List every line in this data where the string "Result" occurs.

══════════════════════════════

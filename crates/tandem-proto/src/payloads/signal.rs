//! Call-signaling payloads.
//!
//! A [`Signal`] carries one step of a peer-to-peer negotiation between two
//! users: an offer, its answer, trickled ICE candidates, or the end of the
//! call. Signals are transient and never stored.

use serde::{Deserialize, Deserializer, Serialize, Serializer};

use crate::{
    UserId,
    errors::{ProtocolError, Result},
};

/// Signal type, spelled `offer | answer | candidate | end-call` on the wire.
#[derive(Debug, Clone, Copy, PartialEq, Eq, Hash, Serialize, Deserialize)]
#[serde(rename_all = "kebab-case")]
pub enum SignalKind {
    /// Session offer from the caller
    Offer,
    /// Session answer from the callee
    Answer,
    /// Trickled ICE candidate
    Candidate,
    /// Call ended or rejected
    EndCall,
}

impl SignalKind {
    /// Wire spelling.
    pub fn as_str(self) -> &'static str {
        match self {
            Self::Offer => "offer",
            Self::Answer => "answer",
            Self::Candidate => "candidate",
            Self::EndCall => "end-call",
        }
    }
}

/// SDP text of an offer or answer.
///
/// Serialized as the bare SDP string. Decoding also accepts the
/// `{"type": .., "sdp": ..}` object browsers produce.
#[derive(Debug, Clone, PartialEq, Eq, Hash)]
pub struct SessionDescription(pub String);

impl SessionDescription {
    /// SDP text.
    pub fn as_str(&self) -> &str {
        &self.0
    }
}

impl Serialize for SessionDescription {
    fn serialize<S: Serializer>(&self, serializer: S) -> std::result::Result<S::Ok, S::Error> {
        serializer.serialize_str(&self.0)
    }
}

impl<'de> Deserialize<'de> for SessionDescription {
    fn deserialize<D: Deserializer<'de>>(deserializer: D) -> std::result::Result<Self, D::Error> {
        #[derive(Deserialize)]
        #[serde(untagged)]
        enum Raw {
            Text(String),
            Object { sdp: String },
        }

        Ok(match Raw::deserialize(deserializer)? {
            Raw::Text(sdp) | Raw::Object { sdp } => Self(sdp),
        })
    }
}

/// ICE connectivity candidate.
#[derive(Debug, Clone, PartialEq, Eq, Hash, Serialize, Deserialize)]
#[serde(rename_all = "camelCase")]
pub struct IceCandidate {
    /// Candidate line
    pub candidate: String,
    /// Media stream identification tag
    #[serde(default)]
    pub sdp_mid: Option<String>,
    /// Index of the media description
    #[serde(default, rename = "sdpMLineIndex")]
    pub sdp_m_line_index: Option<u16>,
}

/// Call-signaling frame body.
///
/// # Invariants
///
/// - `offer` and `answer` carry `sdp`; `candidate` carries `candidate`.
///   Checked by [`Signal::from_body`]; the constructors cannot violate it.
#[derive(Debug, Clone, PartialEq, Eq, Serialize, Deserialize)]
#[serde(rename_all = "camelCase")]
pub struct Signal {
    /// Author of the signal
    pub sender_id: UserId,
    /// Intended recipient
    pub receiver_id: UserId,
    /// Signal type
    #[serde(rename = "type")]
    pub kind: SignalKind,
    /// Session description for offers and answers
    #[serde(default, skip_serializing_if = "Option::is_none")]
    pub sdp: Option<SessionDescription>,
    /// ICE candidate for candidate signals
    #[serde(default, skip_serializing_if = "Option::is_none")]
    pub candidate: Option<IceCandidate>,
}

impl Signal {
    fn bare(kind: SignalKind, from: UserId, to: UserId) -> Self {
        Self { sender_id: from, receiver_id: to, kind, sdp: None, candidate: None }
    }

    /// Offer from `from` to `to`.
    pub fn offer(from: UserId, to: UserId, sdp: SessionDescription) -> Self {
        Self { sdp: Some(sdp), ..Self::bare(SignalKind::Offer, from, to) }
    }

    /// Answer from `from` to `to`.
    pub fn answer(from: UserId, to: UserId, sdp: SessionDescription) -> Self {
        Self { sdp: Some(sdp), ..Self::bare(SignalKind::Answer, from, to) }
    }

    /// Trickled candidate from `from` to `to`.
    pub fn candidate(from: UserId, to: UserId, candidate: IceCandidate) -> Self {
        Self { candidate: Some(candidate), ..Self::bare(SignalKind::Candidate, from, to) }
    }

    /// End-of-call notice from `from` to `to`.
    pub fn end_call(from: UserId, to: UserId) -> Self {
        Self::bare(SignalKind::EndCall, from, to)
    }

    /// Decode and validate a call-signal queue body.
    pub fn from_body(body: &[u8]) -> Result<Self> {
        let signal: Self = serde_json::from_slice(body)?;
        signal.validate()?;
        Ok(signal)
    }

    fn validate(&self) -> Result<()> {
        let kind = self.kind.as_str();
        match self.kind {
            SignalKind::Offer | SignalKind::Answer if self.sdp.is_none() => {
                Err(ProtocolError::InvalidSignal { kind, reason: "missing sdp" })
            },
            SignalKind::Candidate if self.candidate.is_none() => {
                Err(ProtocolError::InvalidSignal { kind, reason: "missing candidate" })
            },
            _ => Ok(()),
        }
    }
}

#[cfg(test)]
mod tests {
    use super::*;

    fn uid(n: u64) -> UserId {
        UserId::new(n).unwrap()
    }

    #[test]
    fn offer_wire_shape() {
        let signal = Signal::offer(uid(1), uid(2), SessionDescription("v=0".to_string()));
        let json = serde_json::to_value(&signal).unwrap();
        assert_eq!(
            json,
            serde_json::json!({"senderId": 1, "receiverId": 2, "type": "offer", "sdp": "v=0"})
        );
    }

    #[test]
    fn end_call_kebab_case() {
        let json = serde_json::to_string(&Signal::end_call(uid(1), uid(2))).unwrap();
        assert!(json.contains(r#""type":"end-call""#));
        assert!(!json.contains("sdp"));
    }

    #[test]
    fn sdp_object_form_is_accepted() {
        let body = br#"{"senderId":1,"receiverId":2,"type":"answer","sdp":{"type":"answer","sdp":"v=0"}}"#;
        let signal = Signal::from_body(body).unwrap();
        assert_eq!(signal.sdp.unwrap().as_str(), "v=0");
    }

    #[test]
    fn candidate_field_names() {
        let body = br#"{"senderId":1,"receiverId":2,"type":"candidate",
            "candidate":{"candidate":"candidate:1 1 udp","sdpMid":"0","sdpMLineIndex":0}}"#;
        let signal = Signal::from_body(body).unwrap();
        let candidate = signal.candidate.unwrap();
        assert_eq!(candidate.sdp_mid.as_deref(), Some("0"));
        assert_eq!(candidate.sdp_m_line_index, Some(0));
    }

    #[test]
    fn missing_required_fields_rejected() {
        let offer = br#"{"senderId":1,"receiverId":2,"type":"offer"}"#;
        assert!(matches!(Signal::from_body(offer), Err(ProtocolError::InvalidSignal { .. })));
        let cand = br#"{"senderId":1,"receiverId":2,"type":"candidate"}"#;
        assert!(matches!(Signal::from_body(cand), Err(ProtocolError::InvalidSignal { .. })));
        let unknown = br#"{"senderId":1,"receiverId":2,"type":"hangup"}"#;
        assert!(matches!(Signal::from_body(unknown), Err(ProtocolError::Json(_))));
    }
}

══════════════════════════════

## [Completed exercise]
    errors::{ProtocolError, Result},
    fn serialize<S: Serializer>(&self, serializer: S) -> std::result::Result<S::Ok, S::Error> {
    fn deserialize<D: Deserializer<'de>>(deserializer: D) -> std::result::Result<Self, D::Error> {
    pub fn from_body(body: &[u8]) -> Result<Self> {
    fn validate(&self) -> Result<()> {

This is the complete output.